QUOTE (Agent Zero @ Aug 15 2008, 08:21 AM)

The shuttle really is a "really, this the best we got? well it'll have to do" concept.
I always got the impression that it was meant as "filler" while the next leap in space travel was worked on.
The major problem with the Space Shuttle is that it really wasn't the next logical step, but to secure funding had to become much more than NASA originally wanted.
A major factor was to guarantee the DoD's participation in the project, required the shuttle to be about 3x the size NASA originally conceived. As the military had specific requirements they wanted the shuttle to have, two of the major ones being the dimensions of the cargo bay, as well as a 1000 mile cross-range capability (the latter means that the shuttle could land within 1000 miles of it's orbital track). Of course, the much longer development times caused a shift in military priorities, and then after the Challenger accident, the military almost completely abandoned using the shuttle at all (I think there were only 1-2 military flights after that (including one where the shuttle came back with a bunch of tiles knocked off, so who knows what they were up to

).
The much smaller shuttle NASA orignally wanted may have allowed some more elegant first stage booster designs, and may have been much closer to the "reusable" spacecraft concept that was originally proposed.
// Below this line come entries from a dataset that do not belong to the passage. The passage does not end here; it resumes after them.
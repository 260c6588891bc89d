//! Database schema migrations for woodshed.
//!
//! Migrations are versioned and applied automatically when opening the
//! database. The `schema_version` table tracks the current migration
//! version.

use rusqlite::{Connection, Result as SqliteResult};

/// Apply all pending migrations to bring the database to the current
/// schema version.
///
/// # Errors
/// Returns an error if migration fails.
pub fn migrate(conn: &Connection) -> SqliteResult<()> {
    create_schema_version_table(conn)?;

    let current_version = get_schema_version(conn);

    if current_version < 1 {
        migrate_v1(conn)?;
    }
    if current_version < 2 {
        migrate_v2(conn)?;
    }

    Ok(())
}

/// Create the schema_version table if it doesn't exist.
fn create_schema_version_table(conn: &Connection) -> SqliteResult<()> {
    conn.execute_batch(
        "CREATE TABLE IF NOT EXISTS schema_version (
            version INTEGER PRIMARY KEY
        );",
    )
}

/// Get the current schema version from the database.
///
/// Returns 0 if no version is set (initial database).
fn get_schema_version(conn: &Connection) -> i32 {
    conn.query_row("SELECT version FROM schema_version", [], |row| {
        row.get::<_, i32>(0)
    })
    .unwrap_or(0)
}

/// Set the schema version in the database.
fn set_schema_version(conn: &Connection, version: i32) -> SqliteResult<()> {
    conn.execute("DELETE FROM schema_version", [])?;
    conn.execute("INSERT INTO schema_version (version) VALUES (?1)", [version])?;
    Ok(())
}

/// v1: initial schema. Pieces, spots, attempts, projects, membership.
fn migrate_v1(conn: &Connection) -> SqliteResult<()> {
    conn.execute_batch(
        "CREATE TABLE IF NOT EXISTS pieces (
            id TEXT PRIMARY KEY,
            title TEXT NOT NULL,
            composer TEXT,
            difficulty INTEGER NOT NULL DEFAULT 3,
            target_tempo INTEGER,
            current_tempo INTEGER,
            total_practice_minutes INTEGER NOT NULL DEFAULT 0,
            created_at TEXT NOT NULL,
            updated_at TEXT NOT NULL
        );

        CREATE TABLE IF NOT EXISTS spots (
            id TEXT PRIMARY KEY,
            piece_id TEXT NOT NULL REFERENCES pieces(id),
            page INTEGER NOT NULL,
            x REAL NOT NULL,
            y REAL NOT NULL,
            width REAL NOT NULL,
            height REAL NOT NULL,
            priority TEXT NOT NULL,
            color TEXT NOT NULL,
            difficulty INTEGER NOT NULL,
            readiness TEXT NOT NULL,
            last_practiced TEXT,
            next_due TEXT,
            recommended_minutes INTEGER NOT NULL,
            active INTEGER NOT NULL DEFAULT 1,
            created_at TEXT NOT NULL,
            updated_at TEXT NOT NULL
        );

        CREATE TABLE IF NOT EXISTS attempts (
            id INTEGER PRIMARY KEY AUTOINCREMENT,
            spot_id TEXT NOT NULL REFERENCES spots(id),
            at TEXT NOT NULL,
            duration_minutes INTEGER NOT NULL,
            result TEXT NOT NULL
        );

        CREATE TABLE IF NOT EXISTS projects (
            id TEXT PRIMARY KEY,
            name TEXT NOT NULL,
            concert_date TEXT,
            daily_goal_minutes INTEGER,
            created_at TEXT NOT NULL
        );

        CREATE TABLE IF NOT EXISTS project_pieces (
            project_id TEXT NOT NULL REFERENCES projects(id),
            piece_id TEXT NOT NULL REFERENCES pieces(id),
            position INTEGER NOT NULL,
            PRIMARY KEY (project_id, piece_id)
        );",
    )?;
    set_schema_version(conn, 1)
}

/// v2: lookup indexes for the hot queries (spots by piece, attempts by
/// spot).
fn migrate_v2(conn: &Connection) -> SqliteResult<()> {
    conn.execute_batch(
        "CREATE INDEX IF NOT EXISTS idx_spots_piece ON spots(piece_id);
         CREATE INDEX IF NOT EXISTS idx_attempts_spot ON attempts(spot_id);
         CREATE INDEX IF NOT EXISTS idx_project_pieces_project
             ON project_pieces(project_id);",
    )?;
    set_schema_version(conn, 2)
}

#[cfg(test)]
mod tests {
    use super::*;

    #[test]
    fn test_migrate_fresh_database() {
        let conn = Connection::open_in_memory().unwrap();
        migrate(&conn).unwrap();
        assert_eq!(get_schema_version(&conn), 2);

        // Tables exist
        let count: i32 = conn
            .query_row(
                "SELECT COUNT(*) FROM sqlite_master WHERE type = 'table'
                 AND name IN ('pieces', 'spots', 'attempts', 'projects', 'project_pieces')",
                [],
                |row| row.get(0),
            )
            .unwrap();
        assert_eq!(count, 5);
    }

    #[test]
    fn test_migrate_is_idempotent() {
        let conn = Connection::open_in_memory().unwrap();
        migrate(&conn).unwrap();
        migrate(&conn).unwrap();
        assert_eq!(get_schema_version(&conn), 2);
    }
}
//! Session planning command for CLI.

use chrono::Utc;
use clap::Args;
use woodshed_core::{Config, PlanOutcome, PracticeDb, SessionPlanner, SessionStrategy, Spot};

#[derive(Args)]
pub struct PlanArgs {
    /// Plan over one piece's spots
    #[arg(long, conflicts_with = "project")]
    pub piece: Option<String>,
    /// Plan over a project's programme (uses its concert date and daily
    /// goal)
    #[arg(long)]
    pub project: Option<String>,
    /// Target session length in minutes (default: project goal, then
    /// config)
    #[arg(long)]
    pub minutes: Option<i64>,
    /// Alternate spots across pieces
    #[arg(long)]
    pub interleave: bool,
    /// Keep spots grouped by piece
    #[arg(long, conflicts_with = "interleave")]
    pub blocked: bool,
    /// Skip microbreak rest markers
    #[arg(long)]
    pub no_microbreaks: bool,
}

pub fn run(args: PlanArgs) -> Result<(), Box<dyn std::error::Error>> {
    let db = PracticeDb::open()?;
    let config = Config::load_or_default();
    let now = Utc::now();

    let mut concert_date = None;
    let mut goal_minutes = None;

    let pool: Vec<Spot> = if let Some(project_id) = &args.project {
        let project = db
            .get_project(project_id)?
            .ok_or(format!("Project not found: {project_id}"))?;
        concert_date = project.concert_date;
        goal_minutes = project.daily_goal_minutes;

        let mut pool = Vec::new();
        for piece_ref in &project.pieces {
            pool.extend(db.list_spots(Some(&piece_ref.piece_id), false)?);
        }
        pool
    } else if let Some(piece_id) = &args.piece {
        if db.get_piece(piece_id)?.is_none() {
            return Err(format!("Piece not found: {piece_id}").into());
        }
        db.list_spots(Some(piece_id), false)?
    } else {
        db.list_spots(None, false)?
    };

    let target_minutes = args
        .minutes
        .or(goal_minutes)
        .unwrap_or(config.session.default_target_minutes);

    let mut strategy = config.strategy();
    if args.interleave {
        strategy.interleave = true;
    }
    if args.blocked {
        strategy.interleave = false;
    }
    if args.no_microbreaks {
        strategy.microbreaks = false;
    }

    let planner = SessionPlanner::new(config.scheduler()).with_config(config.planner_config());
    let outcome = planner.plan(&pool, now, target_minutes, strategy, concert_date);

    match &outcome {
        PlanOutcome::Session(plan) => {
            println!(
                "Planned {} minutes of practice ({} minutes rest)",
                plan.total_practice_minutes, plan.total_rest_minutes
            );
            println!("{}", serde_json::to_string_pretty(plan)?);
        }
        PlanOutcome::Empty { reason } => {
            println!("No session planned: {}", reason.message());
        }
    }
    Ok(())
}
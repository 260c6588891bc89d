//! Practice statistics commands for CLI.

use chrono::Utc;
use clap::Subcommand;
use woodshed_core::{PracticeAnalyzer, PracticeDb};

#[derive(Subcommand)]
pub enum StatsAction {
    /// Aggregate overview (optionally scoped to one piece)
    Overview {
        /// Piece ID
        #[arg(long)]
        piece: Option<String>,
    },
    /// Minutes practiced per day
    Daily {
        /// How many days back to include
        #[arg(long, default_value = "7")]
        days: u32,
        /// Piece ID
        #[arg(long)]
        piece: Option<String>,
    },
}

pub fn run(action: StatsAction) -> Result<(), Box<dyn std::error::Error>> {
    let db = PracticeDb::open()?;
    let analyzer = PracticeAnalyzer::new();
    let now = Utc::now();

    match action {
        StatsAction::Overview { piece } => {
            let spots = db.list_spots(piece.as_deref(), true)?;
            let overview = analyzer.overview(&spots, now);
            println!("{}", serde_json::to_string_pretty(&overview)?);
        }
        StatsAction::Daily { days, piece } => {
            let spots = db.list_spots(piece.as_deref(), true)?;
            let daily = analyzer.daily_minutes(&spots, days, now);
            println!("{}", serde_json::to_string_pretty(&daily)?);
        }
    }
    Ok(())
}
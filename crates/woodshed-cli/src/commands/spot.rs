//! Practice spot commands for CLI.

use chrono::Utc;
use clap::Subcommand;
use uuid::Uuid;
use woodshed_core::{Config, PageRegion, PracticeDb, Spot};

use super::{parse_color, parse_priority, parse_result};

#[derive(Subcommand)]
pub enum SpotAction {
    /// Mark a new spot on a piece
    Add {
        /// Owning piece ID
        piece_id: String,
        /// Page number (1-based)
        #[arg(long, default_value = "1")]
        page: u32,
        /// Normalized left edge (0-1)
        #[arg(long)]
        x: f64,
        /// Normalized top edge (0-1)
        #[arg(long)]
        y: f64,
        /// Normalized width (0-1)
        #[arg(long)]
        width: f64,
        /// Normalized height (0-1)
        #[arg(long)]
        height: f64,
        /// Priority: low, medium or high
        #[arg(long, default_value = "medium")]
        priority: String,
        /// Color tag: red, yellow or green
        #[arg(long, default_value = "yellow")]
        color: String,
        /// Difficulty 1-5
        #[arg(long, default_value = "3")]
        difficulty: i32,
        /// Recommended practice minutes per session
        #[arg(long, default_value = "10")]
        minutes: i64,
    },
    /// List spots
    List {
        /// Filter by piece ID
        #[arg(long)]
        piece: Option<String>,
        /// Include soft-deleted spots
        #[arg(long)]
        all: bool,
    },
    /// Get spot details, including history
    Get {
        /// Spot ID
        id: String,
    },
    /// Edit a spot's geometry or classification
    Edit {
        /// Spot ID
        id: String,
        /// New page number
        #[arg(long)]
        page: Option<u32>,
        /// New left edge (0-1)
        #[arg(long)]
        x: Option<f64>,
        /// New top edge (0-1)
        #[arg(long)]
        y: Option<f64>,
        /// New width (0-1)
        #[arg(long)]
        width: Option<f64>,
        /// New height (0-1)
        #[arg(long)]
        height: Option<f64>,
        /// New priority
        #[arg(long)]
        priority: Option<String>,
        /// New color tag
        #[arg(long)]
        color: Option<String>,
        /// New difficulty
        #[arg(long)]
        difficulty: Option<i32>,
        /// New recommended minutes
        #[arg(long)]
        minutes: Option<i64>,
    },
    /// Record a practice outcome for a spot
    Record {
        /// Spot ID
        id: String,
        /// Outcome: failed, struggled, good or excellent
        result: String,
        /// How long the attempt took, in minutes
        #[arg(long)]
        minutes: i64,
        /// Project whose concert date should clamp scheduling
        #[arg(long)]
        project: Option<String>,
    },
    /// Soft-delete a spot (history is preserved)
    Deactivate {
        /// Spot ID
        id: String,
    },
    /// Restore a soft-deleted spot
    Reactivate {
        /// Spot ID
        id: String,
    },
}

pub fn run(action: SpotAction) -> Result<(), Box<dyn std::error::Error>> {
    let mut db = PracticeDb::open()?;

    match action {
        SpotAction::Add {
            piece_id,
            page,
            x,
            y,
            width,
            height,
            priority,
            color,
            difficulty,
            minutes,
        } => {
            if db.get_piece(&piece_id)?.is_none() {
                return Err(format!("Piece not found: {piece_id}").into());
            }
            let mut spot = Spot::new(
                Uuid::new_v4().to_string(),
                piece_id,
                page,
                PageRegion {
                    x,
                    y,
                    width,
                    height,
                },
                Utc::now(),
            );
            spot.priority = parse_priority(&priority)?;
            spot.color = parse_color(&color)?;
            spot.difficulty = difficulty;
            spot.recommended_minutes = minutes;
            db.create_spot(&spot)?;
            println!("Spot created: {}", spot.id);
            println!("{}", serde_json::to_string_pretty(&spot)?);
        }
        SpotAction::List { piece, all } => {
            let spots = db.list_spots(piece.as_deref(), all)?;
            println!("{}", serde_json::to_string_pretty(&spots)?);
        }
        SpotAction::Get { id } => match db.get_spot(&id)? {
            Some(spot) => println!("{}", serde_json::to_string_pretty(&spot)?),
            None => println!("Spot not found: {id}"),
        },
        SpotAction::Edit {
            id,
            page,
            x,
            y,
            width,
            height,
            priority,
            color,
            difficulty,
            minutes,
        } => {
            let mut spot = db.get_spot(&id)?.ok_or(format!("Spot not found: {id}"))?;

            if let Some(p) = page {
                spot.page = p;
            }
            if let Some(v) = x {
                spot.region.x = v;
            }
            if let Some(v) = y {
                spot.region.y = v;
            }
            if let Some(v) = width {
                spot.region.width = v;
            }
            if let Some(v) = height {
                spot.region.height = v;
            }
            if let Some(p) = priority {
                spot.priority = parse_priority(&p)?;
            }
            if let Some(c) = color {
                spot.color = parse_color(&c)?;
            }
            if let Some(d) = difficulty {
                spot.difficulty = d;
            }
            if let Some(m) = minutes {
                spot.recommended_minutes = m;
            }
            spot.updated_at = Utc::now();

            db.update_spot(&spot)?;
            println!("Spot updated:");
            println!("{}", serde_json::to_string_pretty(&spot)?);
        }
        SpotAction::Record {
            id,
            result,
            minutes,
            project,
        } => {
            let result = parse_result(&result)?;
            let concert_date = match project {
                Some(project_id) => db
                    .get_project(&project_id)?
                    .ok_or(format!("Project not found: {project_id}"))?
                    .concert_date,
                None => None,
            };

            let config = Config::load_or_default();
            let scheduler = config.scheduler();
            let (spot, update) =
                db.record_attempt(&id, result, minutes, Utc::now(), concert_date, &scheduler)?;

            println!(
                "Outcome recorded: {} is now {:?}, due {}",
                spot.id, update.readiness, update.next_due
            );
            println!("{}", serde_json::to_string_pretty(&spot)?);
        }
        SpotAction::Deactivate { id } => {
            db.set_spot_active(&id, false)?;
            println!("Spot deactivated: {id}");
        }
        SpotAction::Reactivate { id } => {
            db.set_spot_active(&id, true)?;
            println!("Spot reactivated: {id}");
        }
    }
    Ok(())
}
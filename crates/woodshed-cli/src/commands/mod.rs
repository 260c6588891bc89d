//! CLI command modules and shared argument parsing.

pub mod config;
pub mod piece;
pub mod plan;
pub mod project;
pub mod readiness;
pub mod spot;
pub mod stats;

use chrono::{DateTime, NaiveDate, Utc};
use woodshed_core::{ColorTag, PracticeResult, Priority};

/// Parse a date argument: either a full RFC3339 timestamp or a plain
/// `YYYY-MM-DD` (interpreted as midnight UTC).
pub fn parse_date(s: &str) -> Result<DateTime<Utc>, Box<dyn std::error::Error>> {
    if let Ok(dt) = DateTime::parse_from_rfc3339(s) {
        return Ok(dt.with_timezone(&Utc));
    }
    let date = NaiveDate::parse_from_str(s, "%Y-%m-%d")
        .map_err(|_| format!("invalid date '{s}': expected YYYY-MM-DD or RFC3339"))?;
    let midnight = date
        .and_hms_opt(0, 0, 0)
        .ok_or_else(|| format!("invalid date '{s}'"))?;
    Ok(DateTime::from_naive_utc_and_offset(midnight, Utc))
}

/// Parse a practice result argument.
pub fn parse_result(s: &str) -> Result<PracticeResult, Box<dyn std::error::Error>> {
    match s {
        "failed" => Ok(PracticeResult::Failed),
        "struggled" => Ok(PracticeResult::Struggled),
        "good" => Ok(PracticeResult::Good),
        "excellent" => Ok(PracticeResult::Excellent),
        _ => Err(format!(
            "invalid result '{s}': expected failed, struggled, good or excellent"
        )
        .into()),
    }
}

/// Parse a priority argument.
pub fn parse_priority(s: &str) -> Result<Priority, Box<dyn std::error::Error>> {
    match s {
        "low" => Ok(Priority::Low),
        "medium" => Ok(Priority::Medium),
        "high" => Ok(Priority::High),
        _ => Err(format!("invalid priority '{s}': expected low, medium or high").into()),
    }
}

/// Parse a color tag argument.
pub fn parse_color(s: &str) -> Result<ColorTag, Box<dyn std::error::Error>> {
    match s {
        "red" => Ok(ColorTag::Red),
        "yellow" => Ok(ColorTag::Yellow),
        "green" => Ok(ColorTag::Green),
        _ => Err(format!("invalid color '{s}': expected red, yellow or green").into()),
    }
}
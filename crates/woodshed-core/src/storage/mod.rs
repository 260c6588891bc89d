//! Storage layer: SQLite practice database and TOML configuration.
//!
//! The engine modules (`srs`, `readiness`, `planner`, `stats`) are pure;
//! this layer owns all I/O. It loads spot/piece/project snapshots, hands
//! them to the engine, and writes the engine's outputs back.

mod config;
pub mod database;
pub mod migrations;

pub use config::Config;
pub use database::PracticeDb;

use std::path::PathBuf;

use crate::error::{CoreError, Result};

/// Returns `~/.config/woodshed[-dev]/` based on WOODSHED_ENV.
///
/// Set WOODSHED_ENV=dev to use a development data directory.
///
/// # Errors
/// Returns an error if creating the config directory fails.
pub fn data_dir() -> Result<PathBuf> {
    let base_dir = dirs::home_dir()
        .unwrap_or_else(|| PathBuf::from("."))
        .join(".config");

    let env = std::env::var("WOODSHED_ENV").unwrap_or_else(|_| "production".to_string());

    let dir = if env == "dev" {
        base_dir.join("woodshed-dev")
    } else {
        base_dir.join("woodshed")
    };

    std::fs::create_dir_all(&dir).map_err(CoreError::Io)?;
    Ok(dir)
}
//! Practice analytics over preserved history.
//!
//! Spots are soft-deleted precisely so their history stays available
//! here: analytics include inactive spots' attempts, while scheduling
//! views (due counts, critical counts) only consider active spots.

use chrono::{DateTime, Duration, NaiveDate, Utc};
use serde::{Deserialize, Serialize};

use crate::readiness::ReadinessScorer;
use crate::spot::{PracticeResult, ReadinessLevel, Spot};

/// Attempt counts per qualitative result.
#[derive(Debug, Clone, Copy, Default, Serialize, Deserialize, PartialEq, Eq)]
pub struct ResultCounts {
    pub failed: u32,
    pub struggled: u32,
    pub good: u32,
    pub excellent: u32,
}

impl ResultCounts {
    /// Total attempts counted.
    pub fn total(&self) -> u32 {
        self.failed + self.struggled + self.good + self.excellent
    }

    fn record(&mut self, result: PracticeResult) {
        match result {
            PracticeResult::Failed => self.failed += 1,
            PracticeResult::Struggled => self.struggled += 1,
            PracticeResult::Good => self.good += 1,
            PracticeResult::Excellent => self.excellent += 1,
        }
    }
}

/// Aggregate practice overview for a set of spots.
#[derive(Debug, Clone, Serialize, Deserialize)]
pub struct PracticeOverview {
    /// Total minutes logged, including soft-deleted spots
    pub total_practice_minutes: i64,
    /// Attempt counts by result, including soft-deleted spots
    pub attempts: ResultCounts,
    pub active_spots: usize,
    pub inactive_spots: usize,
    /// Active spots due at the reference time
    pub due_spots: usize,
    /// Active, unmastered spots flagged red or at/past due
    pub critical_spots: usize,
    /// Active spots at the Mastered level
    pub mastered_spots: usize,
}

/// Minutes practiced on one calendar day (UTC).
#[derive(Debug, Clone, Serialize, Deserialize, PartialEq, Eq)]
pub struct DailyPractice {
    pub date: NaiveDate,
    pub minutes: i64,
}

/// Practice statistics analyzer.
#[derive(Debug, Clone, Default)]
pub struct PracticeAnalyzer;

impl PracticeAnalyzer {
    pub fn new() -> Self {
        Self
    }

    /// Build an overview of a spot collection at `now`.
    pub fn overview(&self, spots: &[Spot], now: DateTime<Utc>) -> PracticeOverview {
        let mut attempts = ResultCounts::default();
        let mut total_minutes = 0i64;
        let mut active = 0usize;
        let mut inactive = 0usize;
        let mut due = 0usize;
        let mut critical = 0usize;
        let mut mastered = 0usize;

        for spot in spots {
            total_minutes += spot.total_practice_minutes();
            for attempt in &spot.history {
                attempts.record(attempt.result);
            }

            if spot.active {
                active += 1;
                if spot.is_due(now) {
                    due += 1;
                }
                if ReadinessScorer::is_critical(spot, now) {
                    critical += 1;
                }
                if spot.readiness == ReadinessLevel::Mastered {
                    mastered += 1;
                }
            } else {
                inactive += 1;
            }
        }

        PracticeOverview {
            total_practice_minutes: total_minutes,
            attempts,
            active_spots: active,
            inactive_spots: inactive,
            due_spots: due,
            critical_spots: critical,
            mastered_spots: mastered,
        }
    }

    /// Minutes practiced per day over the last `days` days (inclusive of
    /// today), oldest first. Days without practice are present with zero
    /// minutes so callers can chart gaps.
    pub fn daily_minutes(&self, spots: &[Spot], days: u32, now: DateTime<Utc>) -> Vec<DailyPractice> {
        let today = now.date_naive();
        let start = today - Duration::days(days as i64 - 1);

        let mut per_day: Vec<DailyPractice> = (0..days)
            .map(|offset| DailyPractice {
                date: start + Duration::days(offset as i64),
                minutes: 0,
            })
            .collect();

        for spot in spots {
            for attempt in &spot.history {
                let date = attempt.at.date_naive();
                if date < start || date > today {
                    continue;
                }
                let index = (date - start).num_days() as usize;
                per_day[index].minutes += attempt.duration_minutes;
            }
        }

        per_day
    }
}

#[cfg(test)]
mod tests {
    use super::*;
    use crate::spot::{PageRegion, PracticeAttempt};

    fn make_test_spot(id: &str) -> Spot {
        Spot::new(
            id.to_string(),
            "piece-1".to_string(),
            1,
            PageRegion {
                x: 0.0,
                y: 0.0,
                width: 0.2,
                height: 0.1,
            },
            Utc::now(),
        )
    }

    fn attempt(at: DateTime<Utc>, minutes: i64, result: PracticeResult) -> PracticeAttempt {
        PracticeAttempt {
            at,
            duration_minutes: minutes,
            result,
        }
    }

    #[test]
    fn test_overview_counts() {
        let now = Utc::now();
        let mut practiced = make_test_spot("s1");
        practiced.history.push(attempt(now, 10, PracticeResult::Good));
        practiced.history.push(attempt(now, 5, PracticeResult::Failed));

        let mut retired = make_test_spot("s2");
        retired.active = false;
        retired.history.push(attempt(now, 20, PracticeResult::Excellent));

        let overview = PracticeAnalyzer::new().overview(&[practiced, retired], now);

        // Soft-deleted history still counts toward totals
        assert_eq!(overview.total_practice_minutes, 35);
        assert_eq!(overview.attempts.total(), 3);
        assert_eq!(overview.attempts.good, 1);
        assert_eq!(overview.attempts.excellent, 1);
        assert_eq!(overview.active_spots, 1);
        assert_eq!(overview.inactive_spots, 1);
        // New spot with no due date is due immediately
        assert_eq!(overview.due_spots, 1);
        assert_eq!(overview.critical_spots, 1);
        assert_eq!(overview.mastered_spots, 0);
    }

    #[test]
    fn test_daily_minutes_fills_gaps() {
        let now = Utc::now();
        let mut spot = make_test_spot("s1");
        spot.history.push(attempt(now - Duration::days(2), 15, PracticeResult::Good));
        spot.history.push(attempt(now, 10, PracticeResult::Good));
        spot.history.push(attempt(now, 5, PracticeResult::Struggled));
        // Outside the window, ignored
        spot.history.insert(0, attempt(now - Duration::days(10), 60, PracticeResult::Good));

        let daily = PracticeAnalyzer::new().daily_minutes(&[spot], 3, now);

        assert_eq!(daily.len(), 3);
        assert_eq!(daily[0].minutes, 15);
        assert_eq!(daily[1].minutes, 0);
        assert_eq!(daily[2].minutes, 15);
    }
}
use clap::{Parser, Subcommand};

mod commands;

#[derive(Parser)]
#[command(name = "woodshed-cli", version, about = "Woodshed CLI")]
struct Cli {
    #[command(subcommand)]
    command: Commands,
}

#[derive(Subcommand)]
enum Commands {
    /// Piece management
    Piece {
        #[command(subcommand)]
        action: commands::piece::PieceAction,
    },
    /// Practice spot management
    Spot {
        #[command(subcommand)]
        action: commands::spot::SpotAction,
    },
    /// Project management
    Project {
        #[command(subcommand)]
        action: commands::project::ProjectAction,
    },
    /// Readiness reports
    Readiness {
        #[command(subcommand)]
        action: commands::readiness::ReadinessAction,
    },
    /// Practice session planning
    Plan(commands::plan::PlanArgs),
    /// Practice statistics
    Stats {
        #[command(subcommand)]
        action: commands::stats::StatsAction,
    },
    /// Configuration management
    Config {
        #[command(subcommand)]
        action: commands::config::ConfigAction,
    },
}

fn main() {
    let cli = Cli::parse();
    let result = match cli.command {
        Commands::Piece { action } => commands::piece::run(action),
        Commands::Spot { action } => commands::spot::run(action),
        Commands::Project { action } => commands::project::run(action),
        Commands::Readiness { action } => commands::readiness::run(action),
        Commands::Plan(args) => commands::plan::run(args),
        Commands::Stats { action } => commands::stats::run(action),
        Commands::Config { action } => commands::config::run(action),
    };

    if let Err(e) = result {
        eprintln!("error: {e}");
        std::process::exit(1);
    }
}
One of the cooler ones was a giant rocket plane about the size of the current Shuttle that would have carried a smaller space-going ship to it's launch point (a test-bed for the lifting-body design this smaller ship would have used is what Steve Austin crashes in during the opening credits of "The Six Million Dollar Man"

).
QUOTE (Agent Zero @ Aug 15 2008, 08:21 AM)

I'm just questioning whether a capsule, even with a working head shield, is suitable for reuse following one, or even three, re-entries. Ten seems to be pushing it.
I don't think the "10 flights" is set in stone, I assume the capsule will be assessed after each flight and a call will be made about using it again (some might last five, some might last twelve).